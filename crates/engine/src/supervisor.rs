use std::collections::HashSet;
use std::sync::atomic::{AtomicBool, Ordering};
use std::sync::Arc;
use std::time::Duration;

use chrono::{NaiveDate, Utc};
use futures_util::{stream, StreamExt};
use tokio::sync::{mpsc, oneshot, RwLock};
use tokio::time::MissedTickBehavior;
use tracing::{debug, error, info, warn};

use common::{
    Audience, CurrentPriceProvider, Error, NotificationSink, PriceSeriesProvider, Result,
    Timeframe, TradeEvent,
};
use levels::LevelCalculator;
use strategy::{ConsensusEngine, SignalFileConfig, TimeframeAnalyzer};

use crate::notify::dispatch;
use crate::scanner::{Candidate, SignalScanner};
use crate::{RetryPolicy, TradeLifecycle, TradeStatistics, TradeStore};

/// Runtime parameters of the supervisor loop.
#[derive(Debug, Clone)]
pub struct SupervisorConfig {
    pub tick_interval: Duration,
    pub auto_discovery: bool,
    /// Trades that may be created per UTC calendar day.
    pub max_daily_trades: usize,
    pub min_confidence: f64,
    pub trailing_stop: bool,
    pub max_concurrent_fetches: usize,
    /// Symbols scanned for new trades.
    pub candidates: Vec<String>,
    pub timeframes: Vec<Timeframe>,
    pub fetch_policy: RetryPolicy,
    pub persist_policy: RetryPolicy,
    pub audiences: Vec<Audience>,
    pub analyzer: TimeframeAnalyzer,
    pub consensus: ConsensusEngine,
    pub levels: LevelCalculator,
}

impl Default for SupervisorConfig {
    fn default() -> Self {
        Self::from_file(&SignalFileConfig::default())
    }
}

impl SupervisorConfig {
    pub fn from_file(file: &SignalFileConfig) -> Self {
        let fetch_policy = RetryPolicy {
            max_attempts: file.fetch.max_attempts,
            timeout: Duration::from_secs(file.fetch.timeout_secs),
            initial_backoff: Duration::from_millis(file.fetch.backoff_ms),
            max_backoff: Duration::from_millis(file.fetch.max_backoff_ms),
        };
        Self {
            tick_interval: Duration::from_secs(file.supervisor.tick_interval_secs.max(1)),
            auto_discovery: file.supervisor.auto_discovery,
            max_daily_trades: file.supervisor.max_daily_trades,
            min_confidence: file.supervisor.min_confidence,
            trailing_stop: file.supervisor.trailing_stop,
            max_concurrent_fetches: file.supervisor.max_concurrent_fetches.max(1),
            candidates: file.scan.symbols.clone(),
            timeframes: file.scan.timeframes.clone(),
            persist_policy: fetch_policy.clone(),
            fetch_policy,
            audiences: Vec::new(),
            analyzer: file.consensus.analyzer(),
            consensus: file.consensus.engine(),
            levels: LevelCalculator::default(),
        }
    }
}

● Try it:
Each entry must be reproduced exactly, with nothing added or dropped.

● Response box:
filename crates/engine/src/supervisor.rs
use std::collections::HashSet;
use std::sync::atomic::{AtomicBool, Ordering};
use std::sync::Arc;
use std::time::Duration;

use chrono::{NaiveDate, Utc};
use futures_util::{stream, StreamExt};
use tokio::sync::{mpsc, oneshot, RwLock};
use tokio::time::MissedTickBehavior;
use tracing::{debug, error, info, warn};

use common::{
    Audience, CurrentPriceProvider, Error, NotificationSink, PriceSeriesProvider, Result,
    Timeframe, TradeEvent,
};
use levels::LevelCalculator;
use strategy::{ConsensusEngine, SignalFileConfig, TimeframeAnalyzer};

use crate::notify::dispatch;
use crate::scanner::{Candidate, SignalScanner};
use crate::{RetryPolicy, TradeLifecycle, TradeStatistics, TradeStore};

/// Runtime parameters of the supervisor loop.
#[derive(Debug, Clone)]
pub struct SupervisorConfig {
    pub tick_interval: Duration,
    pub auto_discovery: bool,
    /// Trades that may be created per UTC calendar day.
    pub max_daily_trades: usize,
    pub min_confidence: f64,
    pub trailing_stop: bool,
    pub max_concurrent_fetches: usize,
    /// Symbols scanned for new trades.
    pub candidates: Vec<String>,
    pub timeframes: Vec<Timeframe>,
    pub fetch_policy: RetryPolicy,
    pub persist_policy: RetryPolicy,
    pub audiences: Vec<Audience>,
    pub analyzer: TimeframeAnalyzer,
    pub consensus: ConsensusEngine,
    pub levels: LevelCalculator,
}

impl Default for SupervisorConfig {
    fn default() -> Self {
        Self::from_file(&SignalFileConfig::default())
    }
}

impl SupervisorConfig {
    pub fn from_file(file: &SignalFileConfig) -> Self {
        let fetch_policy = RetryPolicy {
            max_attempts: file.fetch.max_attempts,
            timeout: Duration::from_secs(file.fetch.timeout_secs),
            initial_backoff: Duration::from_millis(file.fetch.backoff_ms),
            max_backoff: Duration::from_millis(file.fetch.max_backoff_ms),
        };
        Self {
            tick_interval: Duration::from_secs(file.supervisor.tick_interval_secs.max(1)),
            auto_discovery: file.supervisor.auto_discovery,
            max_daily_trades: file.supervisor.max_daily_trades,
            min_confidence: file.supervisor.min_confidence,
            trailing_stop: file.supervisor.trailing_stop,
            max_concurrent_fetches: file.supervisor.max_concurrent_fetches.max(1),
            candidates: file.scan.symbols.clone(),
            timeframes: file.scan.timeframes.clone(),
            persist_policy: fetch_policy.clone(),
            fetch_policy,
            audiences: Vec::new(),
            analyzer: file.consensus.analyzer(),
            consensus: file.consensus.engine(),
            levels: LevelCalculator::default(),
        }
    }
}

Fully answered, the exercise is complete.